Bees are Busier Than Ever as Disease Besieges Colonies

In normal times, David Hackenberg would begin trucking his 20 million honeybees from the almond orchards of California to the orange groves of Florida this week.

Instead, after a month working the almond blossoms on the West Coast, his exhausted pollinators will get some rest and relaxation in the Georgia woods before the East Coast apple blossoms summon them to work once more next month.

These are not normal times for bees, or for commercial beekeepers, so Hackenberg's pollinators will skip the citrus gig to reduce their exposure to pesticides and get some rest. "Everybody is seeing [bee] losses this winter," said Hackenberg, of Lewisburg, Pa. "This was probably the worst year ever."

More than three years after beekeepers starting seeing the sudden disappearance of hive populations, scientists have yet to find the cause -- let alone the fix -- for a condition called colony collapse disorder (CCD).
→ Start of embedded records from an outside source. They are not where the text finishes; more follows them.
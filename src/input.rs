use crossterm::event::{KeyCode, KeyEvent, KeyEventKind, KeyModifiers};

use crate::session::Session;

/// What a key press means to a typing session
#[derive(Debug, Clone, Copy, PartialEq, Eq)]
pub enum Command {
    Type(char),
    /// Word boundary
    Space,
    Backspace,
    /// Start over with the same words
    Restart,
    /// Start over with freshly fetched words
    NewText,
    /// Cursor movement keys; the cursor is pinned to the end of the input
    Swallow,
    Quit,
}

/// What the host has to do after a command was applied
#[derive(Debug, Clone, Copy, PartialEq, Eq)]
pub enum Signal {
    Continue,
    Restart,
    NewText,
    Quit,
}

/// Translate a terminal key event. Releases and keys with no meaning while
/// typing yield `None`.
pub fn command_for(key: &KeyEvent) -> Option<Command> {
    if key.kind == KeyEventKind::Release {
        return None;
    }

    if key.modifiers.contains(KeyModifiers::CONTROL) {
        return match key.code {
            KeyCode::Char('c') => Some(Command::Quit),
            _ => Some(Command::Swallow),
        };
    }

    let command = match key.code {
        KeyCode::Char(' ') => Command::Space,
        KeyCode::Char(c) => Command::Type(c),
        KeyCode::Backspace => Command::Backspace,
        KeyCode::Enter => Command::Restart,
        KeyCode::Tab => Command::NewText,
        KeyCode::Esc => Command::Quit,
        KeyCode::Left
        | KeyCode::Right
        | KeyCode::Up
        | KeyCode::Down
        | KeyCode::Home
        | KeyCode::End
        | KeyCode::PageUp
        | KeyCode::PageDown
        | KeyCode::Delete
        | KeyCode::BackTab => Command::Swallow,
        _ => return None,
    };

    Some(command)
}

/// Apply a command to the session
pub fn apply(session: &mut Session, command: Command) -> Signal {
    match command {
        Command::Type(c) => {
            let mut next = session.input().to_string();
            next.push(c);
            session.submit_input(&next);
        }
        Command::Space => session.advance_word(),
        Command::Backspace => {
            if session.input().is_empty() {
                session.retreat_word();
            } else {
                let mut next = session.input().to_string();
                next.pop();
                session.submit_input(&next);
            }
        }
        Command::Restart => {
            session.reset();
            return Signal::Restart;
        }
        Command::NewText => return Signal::NewText,
        Command::Swallow => {}
        Command::Quit => return Signal::Quit,
    }

    Signal::Continue
}
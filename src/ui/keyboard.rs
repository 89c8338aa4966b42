use std::time::Instant;

use ratatui::{
    buffer::Buffer,
    layout::{Alignment, Rect},
    text::{Line, Span},
    widgets::{Block, Borders, Paragraph, Widget},
};

use keybored::keyboard::{KeyPos, KeyboardState, ROWS};

use super::theme::Palette;

/// Rows needed to draw the keyboard, without a border
pub const KEYBOARD_HEIGHT: u16 = 5;

pub struct KeyboardView<'a> {
    state: &'a KeyboardState,
    now: Instant,
    palette: Palette,
    highlight: bool,
    bordered: bool,
}

impl<'a> KeyboardView<'a> {
    pub fn new(state: &'a KeyboardState, now: Instant, palette: Palette) -> Self {
        Self {
            state,
            now,
            palette,
            highlight: true,
            bordered: false,
        }
    }

    pub fn highlight(mut self, highlight: bool) -> Self {
        self.highlight = highlight;
        self
    }

    pub fn bordered(mut self, bordered: bool) -> Self {
        self.bordered = bordered;
        self
    }

    fn row_line(&self, row: usize) -> Line<'static> {
        let spans = ROWS[row]
            .iter()
            .enumerate()
            .flat_map(|(col, cap)| {
                let lit = self.highlight && self.state.is_lit(KeyPos { row, col }, self.now);
                let style = if lit {
                    self.palette.key_lit
                } else {
                    self.palette.key
                };
                [
                    Span::styled(
                        format!("{:^width$}", cap.label, width = cap.width as usize),
                        style,
                    ),
                    Span::raw(" "),
                ]
            })
            .collect::<Vec<Span>>();
        Line::from(spans)
    }
}

impl Widget for KeyboardView<'_> {
    fn render(self, area: Rect, buf: &mut Buffer) {
        let block = if self.bordered {
            Block::default().borders(Borders::ALL)
        } else {
            Block::default()
        };
        let inner = block.inner(area);
        block.render(area, buf);

        let lines: Vec<Line> = (0..ROWS.len()).map(|row| self.row_line(row)).collect();
        Paragraph::new(lines)
            .alignment(Alignment::Center)
            .render(inner, buf);
    }
}
use crate::{
    language::{FallbackWordSource, LocalWordSource, RemoteWordSource, WordSource, WordSourceError},
    session::{Mode, SessionConfig},
};

/// Words requested for a timed session; more than anyone types in two minutes
pub const TIMED_WORD_COUNT: usize = 500;

/// Configuration for word generation
#[derive(Debug, Clone)]
pub struct WordGenConfig {
    pub count: usize,
    pub custom_prompt: Option<String>,
    pub offline: bool,
    pub url: String,
}

impl WordGenConfig {
    /// How many words a session of this shape needs
    pub fn word_count_for(session: SessionConfig) -> usize {
        match session.mode {
            Mode::Time => TIMED_WORD_COUNT,
            Mode::Words => session.goal as usize,
        }
    }
}

/// Produces the target words for a new session
#[derive(Debug, Clone)]
pub struct WordGenerator {
    config: WordGenConfig,
}

impl WordGenerator {
    pub fn new(config: WordGenConfig) -> Self {
        Self { config }
    }

    pub fn config(&self) -> &WordGenConfig {
        &self.config
    }

    /// A custom prompt wins, then the bundled list when offline, otherwise a
    /// remote fetch that falls back to the bundled list.
    pub fn generate(&self) -> Result<Vec<String>, WordSourceError> {
        if let Some(ref prompt) = self.config.custom_prompt {
            let words: Vec<String> = prompt.split_whitespace().map(str::to_string).collect();
            if words.is_empty() {
                return Err(WordSourceError::Empty);
            }
            return Ok(words);
        }

        let local = LocalWordSource::bundled()?;
        if self.config.offline {
            return local.fetch_words(self.config.count);
        }

        FallbackWordSource::new(RemoteWordSource::new(self.config.url.clone()), local)
            .fetch_words(self.config.count)
    }
}
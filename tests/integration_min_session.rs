// Minimal integration test that drives the compiled binary through a PTY.
// This exercises the real event loop and crossterm input handling across
// the main boundaries without relying on internal modules.
//
// Notes:
// - Requires a TTY; uses expectrl which allocates a pseudo terminal.
// - Marked Unix-only and ignored by default to avoid CI/platform issues.
// - Run manually via: `cargo test --test integration_min_session -- --ignored`.

#![cfg(unix)]

use std::time::Duration;

use expectrl::{spawn, Eof};

#[test]
#[ignore]
fn minimal_session_completes_and_exits() -> Result<(), Box<dyn std::error::Error>> {
    // Keep scores and logs out of the real home directory
    let home = tempfile::tempdir()?;

    // Resolve path to compiled binary (debug build during tests)
    let bin = assert_cmd::cargo::cargo_bin("keybored");
    let cmd = format!(
        "env HOME={} {} --offline -m words -g 1 -p hi",
        home.path().display(),
        bin.display()
    );

    // Spawn the TUI inside a pseudo terminal
    let mut p = spawn(cmd)?;

    // Give the app a moment to initialize the terminal and load the prompt
    std::thread::sleep(Duration::from_millis(300));

    // Type the word and commit it to finish the one-word session
    p.send("hi ")?;

    // Small delay to allow processing and results transition
    std::thread::sleep(Duration::from_millis(300));

    // Send ESC to exit from the results screen
    p.send("\x1b")?; // ESC

    // Wait for the program to terminate cleanly
    p.expect(Eof)?;

    let scores = home
        .path()
        .join(".local/state/keybored/typing-game-scores.json");
    assert!(scores.exists(), "finished session should be persisted");
    Ok(())
}
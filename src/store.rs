//! Best-effort key/value persistence of JSON blobs.
//!
//! Every key maps to one JSON document. Reads that fail or hold malformed
//! JSON are logged and treated as absent so the game keeps running from
//! defaults; writes report their error to the caller, who decides whether to
//! log and carry on in memory.

use std::cell::RefCell;
use std::collections::HashMap;
use std::fs;
use std::io;
use std::path::{Path, PathBuf};

use serde::de::DeserializeOwned;
use serde::Serialize;
use thiserror::Error;
use tracing::warn;

#[derive(Debug, Error)]
pub enum StoreError {
    #[error("storage i/o failed for key `{key}`: {source}")]
    Io {
        key: String,
        #[source]
        source: io::Error,
    },
    #[error("could not encode value for key `{key}`: {source}")]
    Encode {
        key: String,
        #[source]
        source: serde_json::Error,
    },
}

pub trait Storage {
    /// Raw value under `key`, or `None` when nothing was stored yet
    fn read(&self, key: &str) -> Result<Option<String>, StoreError>;
    fn write(&self, key: &str, value: &str) -> Result<(), StoreError>;
}

/// One `<key>.json` file per key inside a directory
#[derive(Debug, Clone)]
pub struct FileStorage {
    dir: PathBuf,
}

impl FileStorage {
    pub fn new<P: AsRef<Path>>(dir: P) -> Self {
        Self {
            dir: dir.as_ref().to_path_buf(),
        }
    }

    pub fn path_for(&self, key: &str) -> PathBuf {
        self.dir.join(format!("{key}.json"))
    }
}

impl Storage for FileStorage {
    fn read(&self, key: &str) -> Result<Option<String>, StoreError> {
        match fs::read_to_string(self.path_for(key)) {
            Ok(raw) => Ok(Some(raw)),
            Err(e) if e.kind() == io::ErrorKind::NotFound => Ok(None),
            Err(source) => Err(StoreError::Io {
                key: key.to_string(),
                source,
            }),
        }
    }

    fn write(&self, key: &str, value: &str) -> Result<(), StoreError> {
        let io_err = |source| StoreError::Io {
            key: key.to_string(),
            source,
        };
        fs::create_dir_all(&self.dir).map_err(io_err)?;
        fs::write(self.path_for(key), value).map_err(io_err)
    }
}

/// Process-local storage, used when nothing should touch the disk
#[derive(Debug, Default)]
pub struct MemoryStorage {
    entries: RefCell<HashMap<String, String>>,
}

impl MemoryStorage {
    pub fn with_entry(key: &str, value: &str) -> Self {
        let storage = Self::default();
        storage
            .entries
            .borrow_mut()
            .insert(key.to_string(), value.to_string());
        storage
    }
}

impl Storage for MemoryStorage {
    fn read(&self, key: &str) -> Result<Option<String>, StoreError> {
        Ok(self.entries.borrow().get(key).cloned())
    }

    fn write(&self, key: &str, value: &str) -> Result<(), StoreError> {
        self.entries
            .borrow_mut()
            .insert(key.to_string(), value.to_string());
        Ok(())
    }
}

/// Decode the value under `key`. Missing, unreadable and malformed values
/// all come back as `None`.
pub fn load_json<T: DeserializeOwned>(storage: &dyn Storage, key: &str) -> Option<T> {
    match storage.read(key) {
        Ok(Some(raw)) => match serde_json::from_str(&raw) {
            Ok(value) => Some(value),
            Err(e) => {
                warn!(key, error = %e, "ignoring malformed stored value");
                None
            }
        },
        Ok(None) => None,
        Err(e) => {
            warn!(error = %e, "storage read failed");
            None
        }
    }
}

pub fn save_json<T: Serialize + ?Sized>(
    storage: &dyn Storage,
    key: &str,
    value: &T,
) -> Result<(), StoreError> {
    let raw = serde_json::to_string(value).map_err(|source| StoreError::Encode {
        key: key.to_string(),
        source,
    })?;
    storage.write(key, &raw)
}
use chrono::Local;
use ratatui::{
    layout::{Alignment, Constraint, Direction, Layout},
    style::{Modifier, Style},
    widgets::{Block, Borders, Cell, Paragraph, Row, Table, Wrap},
    Frame,
};

use keybored::scores::ScoreRecord;

use super::theme::Palette;
use crate::App;

/// Pure presenter for a single score row
pub fn present_row(record: &ScoreRecord, palette: &Palette, best: bool) -> Row<'static> {
    let wpm_style = if best { palette.correct } else { palette.text };

    Row::new(vec![
        Cell::from(
            record
                .date
                .with_timezone(&Local)
                .format("%Y-%m-%d %H:%M")
                .to_string(),
        ),
        Cell::from(record.mode.to_string()),
        Cell::from(record.goal.to_string()),
        Cell::from(record.wpm.to_string()).style(wpm_style),
        Cell::from(format!("{}%", record.accuracy)),
    ])
}

/// Render the score history, newest first
pub fn render_scores(app: &mut App, f: &mut Frame) {
    let area = f.area();
    let palette = Palette::for_mode(app.settings.theme.mode);

    let chunks = Layout::default()
        .direction(Direction::Vertical)
        .margin(2)
        .constraints([
            Constraint::Length(3), // Title
            Constraint::Min(0),    // Table
            Constraint::Length(2), // Instructions
        ])
        .split(area);

    let title = Paragraph::new(format!("Score History ({} sessions)", app.scores.records().len()))
        .block(Block::default().borders(Borders::ALL).title("Scores"))
        .style(palette.accent)
        .alignment(Alignment::Center);
    f.render_widget(title, chunks[0]);

    if app.scores.is_empty() {
        let no_data = Paragraph::new("No scores yet. Finish a session to record one.")
            .alignment(Alignment::Center)
            .style(palette.dim);
        f.render_widget(no_data, chunks[1]);
    } else {
        let table_height = chunks[1].height.saturating_sub(3) as usize; // borders + header
        let max_scroll = app.scores.records().len().saturating_sub(table_height);
        if app.scores_scroll > max_scroll {
            app.scores_scroll = max_scroll;
        }

        let header = Row::new(vec!["Date", "Mode", "Goal", "WPM", "Acc"])
            .style(palette.accent.add_modifier(Modifier::BOLD));

        let rows: Vec<Row> = app
            .scores
            .newest_first()
            .skip(app.scores_scroll)
            .take(table_height)
            .map(|record| {
                let best = app.scores.best_wpm(record.mode, record.goal) == Some(record.wpm);
                present_row(record, &palette, best)
            })
            .collect();

        let widths = [
            Constraint::Length(17), // Date
            Constraint::Length(6),  // Mode
            Constraint::Length(5),  // Goal
            Constraint::Length(5),  // WPM
            Constraint::Min(5),     // Acc
        ];

        let table = Table::new(rows, widths)
            .header(header)
            .block(Block::default().borders(Borders::ALL))
            .style(Style::default().patch(palette.text))
            .column_spacing(2);
        f.render_widget(table, chunks[1]);
    }

    let instructions = Paragraph::new("(↑/↓) scroll  (b/backspace) back  (n) new  (r) retry  (esc) quit")
        .alignment(Alignment::Center)
        .style(palette.dim)
        .wrap(Wrap { trim: true });
    f.render_widget(instructions, chunks[2]);
}
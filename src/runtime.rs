use std::sync::mpsc::{self, Receiver, RecvTimeoutError, Sender};
use std::thread::{self, JoinHandle};
use std::time::{Duration, Instant};

use crossterm::event::{self, Event as CtEvent, KeyEvent};
use tracing::{debug, warn};

use crate::input::{self, Command, Signal};
use crate::language::WordSourceError;
use crate::scores::ScoreRecord;
use crate::session::Session;
use crate::word_generator::WordGenerator;

/// Unified event type consumed by the app runner
#[derive(Debug)]
pub enum KeyboredEvent {
    Key(KeyEvent),
    Resize,
    Tick,
    /// Completion of a word fetch started with [`spawn_word_fetch`]
    Words {
        request: u64,
        result: Result<Vec<String>, WordSourceError>,
    },
}

/// Source of terminal events (keyboard, resize, etc.)
pub trait KeyboredEventSource: Send + 'static {
    /// Block for up to `timeout` waiting for an event.
    /// Returns Ok(event) if an event arrives before the timeout, or Err(Timeout) if it expires.
    fn recv_timeout(&self, timeout: Duration) -> Result<KeyboredEvent, RecvTimeoutError>;

    /// Channel on which background work can post events back to the loop
    fn sender(&self) -> Sender<KeyboredEvent>;
}

/// Production event source using crossterm
pub struct CrosstermEventSource {
    rx: Receiver<KeyboredEvent>,
    tx: Sender<KeyboredEvent>,
}

impl CrosstermEventSource {
    pub fn new() -> Self {
        let (tx, rx) = mpsc::channel();
        let reader_tx = tx.clone();

        thread::spawn(move || loop {
            match event::read() {
                Ok(CtEvent::Key(key)) => {
                    if reader_tx.send(KeyboredEvent::Key(key)).is_err() {
                        break;
                    }
                }
                Ok(CtEvent::Resize(_, _)) => {
                    if reader_tx.send(KeyboredEvent::Resize).is_err() {
                        break;
                    }
                }
                Ok(_) => {}
                Err(e) => {
                    warn!(error = %e, "terminal event reader stopped");
                    break;
                }
            }
        });

        Self { rx, tx }
    }
}

impl Default for CrosstermEventSource {
    fn default() -> Self {
        Self::new()
    }
}

impl KeyboredEventSource for CrosstermEventSource {
    fn recv_timeout(&self, timeout: Duration) -> Result<KeyboredEvent, RecvTimeoutError> {
        self.rx.recv_timeout(timeout)
    }

    fn sender(&self) -> Sender<KeyboredEvent> {
        self.tx.clone()
    }
}

/// Configurable ticker interface
pub trait Ticker: Send + Sync + 'static {
    fn interval(&self) -> Duration;
}

/// Fixed interval ticker
#[derive(Clone, Copy, Debug)]
pub struct FixedTicker {
    interval: Duration,
}

impl FixedTicker {
    pub fn new(interval: Duration) -> Self {
        Self { interval }
    }
}

impl Ticker for FixedTicker {
    fn interval(&self) -> Duration {
        self.interval
    }
}

/// Channel-backed event source for tests and headless driving
pub struct TestEventSource {
    rx: Receiver<KeyboredEvent>,
    tx: Sender<KeyboredEvent>,
}

impl TestEventSource {
    pub fn new() -> Self {
        let (tx, rx) = mpsc::channel();
        Self { rx, tx }
    }
}

impl Default for TestEventSource {
    fn default() -> Self {
        Self::new()
    }
}

impl KeyboredEventSource for TestEventSource {
    fn recv_timeout(&self, timeout: Duration) -> Result<KeyboredEvent, RecvTimeoutError> {
        self.rx.recv_timeout(timeout)
    }

    fn sender(&self) -> Sender<KeyboredEvent> {
        self.tx.clone()
    }
}

/// Runner that advances the application one event/tick at a time
pub struct Runner<E: KeyboredEventSource, T: Ticker> {
    event_source: E,
    ticker: T,
}

impl<E: KeyboredEventSource, T: Ticker> Runner<E, T> {
    pub fn new(event_source: E, ticker: T) -> Self {
        Self {
            event_source,
            ticker,
        }
    }

    /// Blocks up to tick interval and returns the next event, or Tick on timeout
    pub fn step(&self) -> KeyboredEvent {
        match self.event_source.recv_timeout(self.ticker.interval()) {
            Ok(ev) => ev,
            Err(RecvTimeoutError::Timeout) | Err(RecvTimeoutError::Disconnected) => {
                KeyboredEvent::Tick
            }
        }
    }

    pub fn sender(&self) -> Sender<KeyboredEvent> {
        self.event_source.sender()
    }
}

/// Fetch words off the event loop and post the result back as
/// [`KeyboredEvent::Words`]
pub fn spawn_word_fetch(
    generator: WordGenerator,
    request: u64,
    tx: Sender<KeyboredEvent>,
) -> JoinHandle<()> {
    thread::spawn(move || {
        let result = generator.generate();
        if tx.send(KeyboredEvent::Words { request, result }).is_err() {
            debug!(request, "event loop gone before words arrived");
        }
    })
}

/// Converts wall time into whole-second session ticks
#[derive(Debug, Clone, Copy)]
pub struct SessionClock {
    started_at: Instant,
    fired: u64,
}

impl SessionClock {
    pub fn start(now: Instant) -> Self {
        Self {
            started_at: now,
            fired: 0,
        }
    }

    /// Whole seconds passed since the last call
    pub fn due_ticks(&mut self, now: Instant) -> u64 {
        let elapsed = now.saturating_duration_since(self.started_at).as_secs();
        let due = elapsed.saturating_sub(self.fired);
        self.fired = elapsed.max(self.fired);
        due
    }
}

/// A live session together with its clock.
///
/// The clock exists exactly while the session is running: it is armed by the
/// first keystroke and dropped on finish or restart. Replacing the driver
/// drops its clock with it, so a replaced session never sees another tick.
#[derive(Debug)]
pub struct SessionDriver {
    session: Session,
    clock: Option<SessionClock>,
}

impl SessionDriver {
    pub fn new(session: Session) -> Self {
        Self {
            session,
            clock: None,
        }
    }

    pub fn session(&self) -> &Session {
        &self.session
    }

    pub fn clock_running(&self) -> bool {
        self.clock.is_some()
    }

    /// Apply a key command at `now`. Seconds that elapsed since the last
    /// tick are counted first, so input arriving after the deadline is
    /// rejected by the finished session.
    pub fn apply(&mut self, command: Command, now: Instant) -> Signal {
        self.drain_clock(now);
        let signal = input::apply(&mut self.session, command);
        if signal == Signal::Restart {
            self.clock = None;
        }
        self.sync_clock(now);
        signal
    }

    /// Feed elapsed whole seconds into the session
    pub fn on_tick(&mut self, now: Instant) {
        self.drain_clock(now);
        self.sync_clock(now);
    }

    pub fn restart(&mut self) {
        self.session.reset();
        self.clock = None;
    }

    pub fn take_record(&mut self) -> Option<ScoreRecord> {
        self.session.take_record()
    }

    fn drain_clock(&mut self, now: Instant) {
        if let Some(clock) = self.clock.as_mut() {
            for _ in 0..clock.due_ticks(now) {
                self.session.tick();
                if !self.session.is_running() {
                    break;
                }
            }
        }
    }

    fn sync_clock(&mut self, now: Instant) {
        match (self.clock.is_some(), self.session.is_running()) {
            (false, true) => {
                self.clock = Some(SessionClock::start(now));
                debug!("session clock started");
            }
            (true, false) => {
                self.clock = None;
                debug!("session clock stopped");
            }
            _ => {}
        }
    }
}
Meanwhile, the commercial beekeeping industry is struggling to provide pollination services to the nations' farmers. One-third of food crops rely on insect pollination.

A recently published survey suggests that hive losses have stabilized at around 30 percent a year, but that high figure is based on last winter's data. Anecdotally, the losses have climbed this winter, although a formal tally won't occur until the spring.